Recent changes in national energy policy are making big waves in the energy industry. The passing of an extension of our country’s Investment Tax Credit (ITC) is considered to be a major victory for solar companies and investors in solar power. Today’s article will provide an overview of the Solar Tax Credit and discuss the overall implications of this decision for the energy industry as a whole.

What is the Investment Tax Credit?

The ITC provides a nice incentive for owners of solar power assets (from large-scale commercial facilities to small-scale residential installations) amounting to 30 percent of their investment in the project. The incentive was originally mandated back in 2005 in order to give a boost to funding (both public and private) of renewable energy. The tax credit provided a dollar-for-dollar reduction in a company or homeowner’s income taxes. These federal tax credits were originally set to be reduced to a 10 percent credit by the end of 2016, but they have now officially been extended at a rate of 30 percent for an additional five years.

Why Was it Extended?

Interestingly, this is not the first time the 30 percent ITC has been extended. In fact, the first extension of this investment in renewable energy dates back as early as 2006. The reasons for the extension are varied; however, the growing public and commercial interest in renewable energy is likely chief among the key points that decided in favor of extending the program. With this five-year extension, the ITC is expected to result in more than $125 billion in new private-sector investment in the national energy industry (and therefore in the U.S. economy at large). Solar capacity in the U.S. is expected to triple by 2022.

How Will This Impact the Industry

It’s pretty clear that the extension of this program will have a significant impact.
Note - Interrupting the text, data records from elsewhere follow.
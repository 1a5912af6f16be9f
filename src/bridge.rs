use crate::config::BridgeConfig;
use crate::error::BridgeResult;
use crate::io_struct::{ChatCompletionResponse, ChatRequest};
use crate::reconcile::reconcile_response;
use crate::request_transform::transform_tool_request;
use crate::sse::decode_events;
use crate::stream_reconcile::reconcile_stream;
use crate::tool_result_fold::fold_tool_results;
use crate::upstream::{ByteStream, HttpUpstream, Upstream};
use actix_web::HttpResponse;
use bytes::Bytes;
use std::sync::Arc;

#[derive(Debug, Clone, Copy, PartialEq, Eq)]
pub enum Route {
    /// Tools were offered: grammar injected, reply reconciled.
    ToolCalling,
    /// Tool results folded into a user turn.
    ToolResults,
    PassThrough,
}

impl Route {
    pub fn reconciles(self) -> bool {
        matches!(self, Route::ToolCalling)
    }
}

#[derive(Debug, Clone, PartialEq)]
pub struct PreparedRequest {
    pub route: Route,
    pub body: ChatRequest,
}

/// Picks the transformation for a request. This is the only dispatch point.
pub fn prepare(req: &ChatRequest) -> BridgeResult<PreparedRequest> {
    if req.ends_with_tool_result() {
        return Ok(PreparedRequest {
            route: Route::ToolResults,
            body: fold_tool_results(req)?,
        });
    }
    if req.has_function_tools() {
        return Ok(PreparedRequest {
            route: Route::ToolCalling,
            body: transform_tool_request(req)?,
        });
    }
    let mut body = req.clone();
    body.strip_tools();
    Ok(PreparedRequest {
        route: Route::PassThrough,
        body,
    })
}

pub enum BridgeResponse {
    Json(Bytes),
    Stream(ByteStream),
}

impl From<BridgeResponse> for HttpResponse {
    fn from(resp: BridgeResponse) -> Self {
        match resp {
            BridgeResponse::Json(body) => HttpResponse::Ok()
                .content_type("application/json")
                .body(body),
            BridgeResponse::Stream(body) => HttpResponse::Ok()
                .content_type("text/event-stream")
                .insert_header(("Cache-Control", "no-cache"))
                .streaming(body),
        }
    }
}

#[derive(Clone)]
pub struct BridgeState {
    pub upstream: Arc<dyn Upstream>,
    pub upstream_model: Option<String>,
}

impl BridgeState {
    pub fn new(config: &BridgeConfig) -> anyhow::Result<Self> {
        let upstream = HttpUpstream::new(config)?;
        log::info!("Forwarding to upstream {}", upstream.url());
        Ok(Self::with_upstream(
            Arc::new(upstream),
            config.upstream_model.clone(),
        ))
    }

    pub fn with_upstream(upstream: Arc<dyn Upstream>, upstream_model: Option<String>) -> Self {
        Self {
            upstream,
            upstream_model,
        }
    }

    pub async fn chat_completions(&self, req: ChatRequest) -> BridgeResult<BridgeResponse> {
        let PreparedRequest { route, mut body } = prepare(&req)?;
        if let Some(model) = &self.upstream_model {
            body.model = Some(model.clone());
        }
        log::info!(
            "Chat completion: route={:?} stream={} messages={}",
            route,
            body.stream,
            body.messages.len()
        );
        let payload = serde_json::to_value(&body)?;
        log::debug!("Upstream payload: {}", payload);

        if body.stream {
            let upstream = self.upstream.complete_stream(&payload).await?;
            let stream = if route.reconciles() {
                reconcile_stream(decode_events(upstream))
            } else {
                upstream
            };
            return Ok(BridgeResponse::Stream(stream));
        }

        let raw = self.upstream.complete(&payload).await?;
        if !route.reconciles() {
            return Ok(BridgeResponse::Json(raw));
        }
        let resp: ChatCompletionResponse = serde_json::from_slice(&raw)?;
        let resp = reconcile_response(resp);
        Ok(BridgeResponse::Json(Bytes::from(serde_json::to_vec(&resp)?)))
    }
}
As described above, the extension of this tax credit will give a substantial financial boost to the American energy market. The Solar Energy Industries Association (SEIA) estimates that the extension of this tax credit will help to increase solar installations by more than 50 percent through 2020, which is enough energy to power 19 million homes across the country. That increase in solar energy would account for 3.5 percent of electricity generation in the U.S., formerly as low as 0.1 percent as of 2010. The shift in market focus to renewable energy is estimated to offset 100 million metric tons of CO2 every year. That’s the equivalent of removing 26 coal-fired power plants from the grid.

It is clear that there is a growing national emphasis on the growth of renewable energy in the market. The cost of investing in solar energy has dropped by as much as 80 percent in recent years, and developers and homeowners alike are beginning to see the advantages of solar power. It’s clear that the energy market is shifting toward more clean and renewable forms of power. It will certainly be interesting to see where the industry goes from here.